El periodista norteamericano Alan Weisman ha publicado recientemente un libro, El mundo sin nosotros, que plantea la ocurrencia apocalíptica de preguntarse qué pasaría en nuestro planeta si un día los seres humanos desapareciéramos de él. Weisman no aclara el motivo de la desaparición, pero tras consultar durante años a un buen número de expertos -científicos, ingenieros, arquitectos- construye una fenomenal trama de suspense póstumo que viene a ser una especie de Apocalipsis de San Juan laico y sin dioses a la vista. En esta ficción más o menos documentada científicamente los ángeles exterminadores somos los mismos hombres o, más propiamente, puesto que nosotros ya hemos desaparecido, los artefactos tecnológicos que los hombres hemos creado.

Nos sobrevivirán el plástico, las esculturas de bronce y las ondas de radio y televisión

La técnica narrativa de Weisman recuerda un poco, también, al Apocalipsis.

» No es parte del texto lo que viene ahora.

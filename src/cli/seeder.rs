use anyhow::anyhow;
use uuid::Uuid;

use crate::access::catalog::Permission;
use crate::access::store::{Role, RoleStatus, RoleStore, RoleWithPermissions};
use crate::utils::errors::AppError;

/// Creates (or finds) a role by name, grants it every catalog permission,
/// and activates it. Idempotent: re-running against an existing role only
/// re-applies grants, which are no-ops.
pub async fn seed_admin_role(
    store: &dyn RoleStore,
    name: &str,
) -> Result<RoleWithPermissions, AppError> {
    let role = find_or_create_role(store, name).await?;

    for permission in Permission::all() {
        store.grant_permission(role.id, permission).await?;
    }

    let role = store.set_role_status(role.id, RoleStatus::Active).await?;
    let permissions = store
        .list_permissions(role.id)
        .await?
        .ok_or_else(|| AppError::not_found(anyhow!("Role not found")))?;

    Ok(RoleWithPermissions { role, permissions })
}

async fn find_or_create_role(store: &dyn RoleStore, name: &str) -> Result<Role, AppError> {
    let lowered = name.to_lowercase();
    let existing = store
        .list_roles(None)
        .await?
        .into_iter()
        .find(|role| role.name.to_lowercase() == lowered);

    match existing {
        Some(role) => Ok(role),
        None => store.create_role(name).await,
    }
}

/// Links a user to a role and makes it their active role. Used to hand the
/// first administrator their seat; thereafter assignments come from the
/// identity collaborator and switching happens over the API.
pub async fn assign_and_activate(
    store: &dyn RoleStore,
    user_id: Uuid,
    role_id: Uuid,
) -> Result<RoleWithPermissions, AppError> {
    store.assign_role(user_id, role_id).await?;
    store.switch_active_role(user_id, role_id).await
}

#[cfg(test)]
mod tests {
    use super::*;
    use crate::access::catalog::{Action, Resource};
    use crate::access::store::MemoryRoleStore;

    #[tokio::test]
    async fn seeding_yields_an_active_role_with_the_full_catalog() {
        let store = MemoryRoleStore::new();

        let seeded = seed_admin_role(&store, "admin").await.unwrap();
        assert_eq!(seeded.role.status, RoleStatus::Active);
        assert_eq!(seeded.permissions.len(), Permission::all().count());
    }

    #[tokio::test]
    async fn seeding_twice_changes_nothing() {
        let store = MemoryRoleStore::new();

        let first = seed_admin_role(&store, "admin").await.unwrap();
        let second = seed_admin_role(&store, "Admin").await.unwrap();

        assert_eq!(first.role.id, second.role.id);
        assert_eq!(first.permissions, second.permissions);
        assert_eq!(store.list_roles(None).await.unwrap().len(), 1);
    }

    #[tokio::test]
    async fn assigning_activates_the_role_for_the_user() {
        let store = MemoryRoleStore::new();
        let user = Uuid::new_v4();

        let seeded = seed_admin_role(&store, "admin").await.unwrap();
        let active = assign_and_activate(&store, user, seeded.role.id)
            .await
            .unwrap();

        assert_eq!(active.role.id, seeded.role.id);
        assert_eq!(store.active_role_id(user).await.unwrap(), Some(seeded.role.id));
        assert!(
            active
                .permissions
                .contains(&Permission::new(Resource::Roles, Action::Update))
        );
    }
}
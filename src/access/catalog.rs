//! Permission catalog: the fixed set of resources and actions requests are
//! authorized against.
//!
//! A [`Permission`] is a (resource, action) pair such as `students:read`.
//! The catalog is the cross product of [`Resource`] and [`Action`]; strings
//! that do not parse into these enums name nothing grantable.

use serde::{Deserialize, Serialize};
use std::fmt;
use std::str::FromStr;
use utoipa::ToSchema;

/// Entity types subject to access control.
#[derive(Debug, Clone, Copy, PartialEq, Eq, Hash, Serialize, Deserialize, ToSchema)]
#[serde(rename_all = "lowercase")]
pub enum Resource {
    Students,
    Staff,
    Departments,
    Sections,
    Roles,
}

/// Operations on a resource.
#[derive(Debug, Clone, Copy, PartialEq, Eq, Hash, Serialize, Deserialize, ToSchema)]
#[serde(rename_all = "lowercase")]
pub enum Action {
    Create,
    Read,
    Update,
    Delete,
}

#[derive(Debug, Clone, Copy, PartialEq, Eq, Hash, Serialize, Deserialize, ToSchema)]
pub struct Permission {
    pub resource: Resource,
    pub action: Action,
}

/// Error returned when a string names no catalog entry.
#[derive(Debug, Clone, PartialEq, Eq)]
pub struct UnknownCatalogEntry(pub String);

impl fmt::Display for UnknownCatalogEntry {
    fn fmt(&self, f: &mut fmt::Formatter<'_>) -> fmt::Result {
        write!(f, "'{}' is not in the permission catalog", self.0)
    }
}

impl std::error::Error for UnknownCatalogEntry {}

impl Resource {
    pub const ALL: [Resource; 5] = [
        Resource::Students,
        Resource::Staff,
        Resource::Departments,
        Resource::Sections,
        Resource::Roles,
    ];

    pub fn as_str(&self) -> &'static str {
        match self {
            Resource::Students => "students",
            Resource::Staff => "staff",
            Resource::Departments => "departments",
            Resource::Sections => "sections",
            Resource::Roles => "roles",
        }
    }
}

impl FromStr for Resource {
    type Err = UnknownCatalogEntry;

    fn from_str(s: &str) -> Result<Self, Self::Err> {
        match s {
            "students" => Ok(Resource::Students),
            "staff" => Ok(Resource::Staff),
            "departments" => Ok(Resource::Departments),
            "sections" => Ok(Resource::Sections),
            "roles" => Ok(Resource::Roles),
            other => Err(UnknownCatalogEntry(other.to_string())),
        }
    }
}

impl fmt::Display for Resource {
    fn fmt(&self, f: &mut fmt::Formatter<'_>) -> fmt::Result {
        f.write_str(self.as_str())
    }
}

impl Action {
    pub const ALL: [Action; 4] = [
        Action::Create,
        Action::Read,
        Action::Update,
        Action::Delete,
    ];

    pub fn as_str(&self) -> &'static str {
        match self {
            Action::Create => "create",
            Action::Read => "read",
            Action::Update => "update",
            Action::Delete => "delete",
        }
    }
}

impl FromStr for Action {
    type Err = UnknownCatalogEntry;

    fn from_str(s: &str) -> Result<Self, Self::Err> {
        match s {
            "create" => Ok(Action::Create),
            "read" => Ok(Action::Read),
            "update" => Ok(Action::Update),
            "delete" => Ok(Action::Delete),
            other => Err(UnknownCatalogEntry(other.to_string())),
        }
    }
}

impl fmt::Display for Action {
    fn fmt(&self, f: &mut fmt::Formatter<'_>) -> fmt::Result {
        f.write_str(self.as_str())
    }
}

impl Permission {
    pub fn new(resource: Resource, action: Action) -> Self {
        Self { resource, action }
    }

    /// Every (resource, action) pair the catalog contains.
    pub fn all() -> impl Iterator<Item = Permission> {
        Resource::ALL.into_iter().flat_map(|resource| {
            Action::ALL
                .into_iter()
                .map(move |action| Permission::new(resource, action))
        })
    }
}

impl fmt::Display for Permission {
    fn fmt(&self, f: &mut fmt::Formatter<'_>) -> fmt::Result {
        write!(f, "{}:{}", self.resource, self.action)
    }
}

#[cfg(test)]
mod tests {
    use super::*;

    #[test]
    fn test_resource_round_trip() {
        for resource in Resource::ALL {
            assert_eq!(resource.as_str().parse::<Resource>(), Ok(resource));
        }
    }

    #[test]
    fn test_action_round_trip() {
        for action in Action::ALL {
            assert_eq!(action.as_str().parse::<Action>(), Ok(action));
        }
    }

    #[test]
    fn test_unknown_strings_rejected() {
        assert!("schools".parse::<Resource>().is_err());
        assert!("Students".parse::<Resource>().is_err());
        assert!("write".parse::<Action>().is_err());
        assert!("".parse::<Action>().is_err());
    }

    #[test]
    fn test_catalog_is_full_cross_product() {
        let all: Vec<Permission> = Permission::all().collect();
        assert_eq!(all.len(), Resource::ALL.len() * Action::ALL.len());
        assert!(all.contains(&Permission::new(Resource::Students, Action::Delete)));
    }

    #[test]
    fn test_permission_display() {
        let permission = Permission::new(Resource::Students, Action::Read);
        assert_eq!(permission.to_string(), "students:read");
    }
}
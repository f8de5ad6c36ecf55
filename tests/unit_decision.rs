//! Decision-engine behavior over a live (in-memory) store: the 2x2 matrix
//! of role status x permission membership, plus the unassigned-claim case.

use uuid::Uuid;

use hallpass::access::catalog::{Action, Permission, Resource};
use hallpass::access::decision::{AccessDecision, DenyReason, authorize};
use hallpass::access::store::{MemoryRoleStore, RoleStatus, RoleStore};

const CHECKED: Permission = Permission {
    resource: Resource::Students,
    action: Action::Read,
};

async fn store_with(
    status: RoleStatus,
    permission_held: bool,
) -> (MemoryRoleStore, Uuid, Uuid) {
    let store = MemoryRoleStore::new();
    let user = Uuid::new_v4();

    let role = store.create_role("subject").await.unwrap();
    if permission_held {
        store.grant_permission(role.id, CHECKED).await.unwrap();
    }
    store.set_role_status(role.id, status).await.unwrap();
    store.assign_role(user, role.id).await.unwrap();

    (store, user, role.id)
}

#[tokio::test]
async fn allow_requires_active_status_and_membership() {
    let cases = [
        (RoleStatus::Active, true, AccessDecision::Allow),
        (
            RoleStatus::Active,
            false,
            AccessDecision::deny(DenyReason::PermissionMissing),
        ),
        (
            RoleStatus::Inactive,
            true,
            AccessDecision::deny(DenyReason::RoleInactive),
        ),
        (
            RoleStatus::Inactive,
            false,
            AccessDecision::deny(DenyReason::RoleInactive),
        ),
    ];

    for (status, held, expected) in cases {
        let (store, user, role_id) = store_with(status, held).await;
        let decision = authorize(&store, user, role_id, CHECKED).await.unwrap();
        assert_eq!(decision, expected, "status={status} permission_held={held}");
    }
}

#[tokio::test]
async fn unassigned_claims_deny_identically_whether_the_role_exists() {
    let (store, user, _) = store_with(RoleStatus::Active, true).await;

    // An existing role the user never held.
    let foreign = store.create_role("foreign").await.unwrap();
    store
        .set_role_status(foreign.id, RoleStatus::Active)
        .await
        .unwrap();
    let decision = authorize(&store, user, foreign.id, CHECKED).await.unwrap();
    assert_eq!(decision, AccessDecision::deny(DenyReason::RoleNotAssigned));

    // A role id that resolves to nothing at all.
    let decision = authorize(&store, user, Uuid::new_v4(), CHECKED)
        .await
        .unwrap();
    assert_eq!(decision, AccessDecision::deny(DenyReason::RoleNotAssigned));
}

#[tokio::test]
async fn activation_flips_a_denial_into_an_allow() {
    let (store, user, role_id) = store_with(RoleStatus::Inactive, true).await;

    let decision = authorize(&store, user, role_id, CHECKED).await.unwrap();
    assert_eq!(decision, AccessDecision::deny(DenyReason::RoleInactive));

    store
        .set_role_status(role_id, RoleStatus::Active)
        .await
        .unwrap();

    let decision = authorize(&store, user, role_id, CHECKED).await.unwrap();
    assert_eq!(decision, AccessDecision::Allow);
}

#[tokio::test]
async fn authority_is_exactly_the_explicit_permission_set() {
    let (store, user, role_id) = store_with(RoleStatus::Active, true).await;

    // Holding students:read implies nothing about other pairs.
    for permission in Permission::all().filter(|p| *p != CHECKED) {
        let decision = authorize(&store, user, role_id, permission).await.unwrap();
        assert_eq!(
            decision,
            AccessDecision::deny(DenyReason::PermissionMissing),
            "{permission}"
        );
    }
}
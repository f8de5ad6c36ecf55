use axum::{
    Router,
    routing::{get, post, put},
};

use crate::state::AppState;

use super::controller::{
    create_role, get_role, grant_role_permission, list_role_permissions, list_role_users,
    list_roles, rename_role, set_role_status, switch_role,
};

/// Role administration endpoints. Mounted behind the access gate; every
/// route here requires a permission on the `roles` resource.
pub fn init_roles_router() -> Router<AppState> {
    Router::new()
        .route("/", post(create_role).get(list_roles))
        .route("/{id}", get(get_role).put(rename_role))
        .route("/{id}/status", post(set_role_status))
        .route(
            "/{id}/permissions",
            get(list_role_permissions).post(grant_role_permission),
        )
        .route("/{id}/users", get(list_role_users))
}

/// The switch endpoint is authenticated but not permission-gated: a user
/// whose active role has no permissions must still be able to switch.
pub fn init_role_switch_router() -> Router<AppState> {
    Router::new().route("/roles/switch", post(switch_role))
}
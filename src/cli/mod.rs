//! Command-line administrative tools.
//!
//! A fresh deployment has no roles, so no request can pass the access
//! gate. The seeder bootstraps an administrator role with the full
//! permission catalog; `assign-role` links users to roles, standing in
//! for the identity collaborator that owns user lifecycle in production.

pub mod seeder;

No hay trompetas que suenen, jinetes que cabalguen o sellos que se rasguen, pero, como contrapartida, hay un uso del calendario tan abrumador como el que hallamos en el texto visionario de Juan de Patmos. Según Weisman, sin el cuidado y mantenimientos humanos, el programa del gran caos está cantado. Así, por ejemplo, a los dos días de la extinción de seres humanos, los metros de las ciudades se inundarían por falta de bombeo, o al menos esto, se augura, sucedería en el de Nueva York. A los siete días ya empezarían los problemas de los sistemas de refrigeración de las centrales nucleares. Un año después éstas estarían provocando explosiones e incendios en todo el planeta. A los tres años se hundirían muchas carreteras e infraestructuras y a los veinte años el Canal de Panamá quedaría de nuevo cerrado. Los puentes de hierro más resistentes tardarían 300 años en caer. A los 500 años las ciudades se asemejarían a selvas llenas de pequeños depredadores.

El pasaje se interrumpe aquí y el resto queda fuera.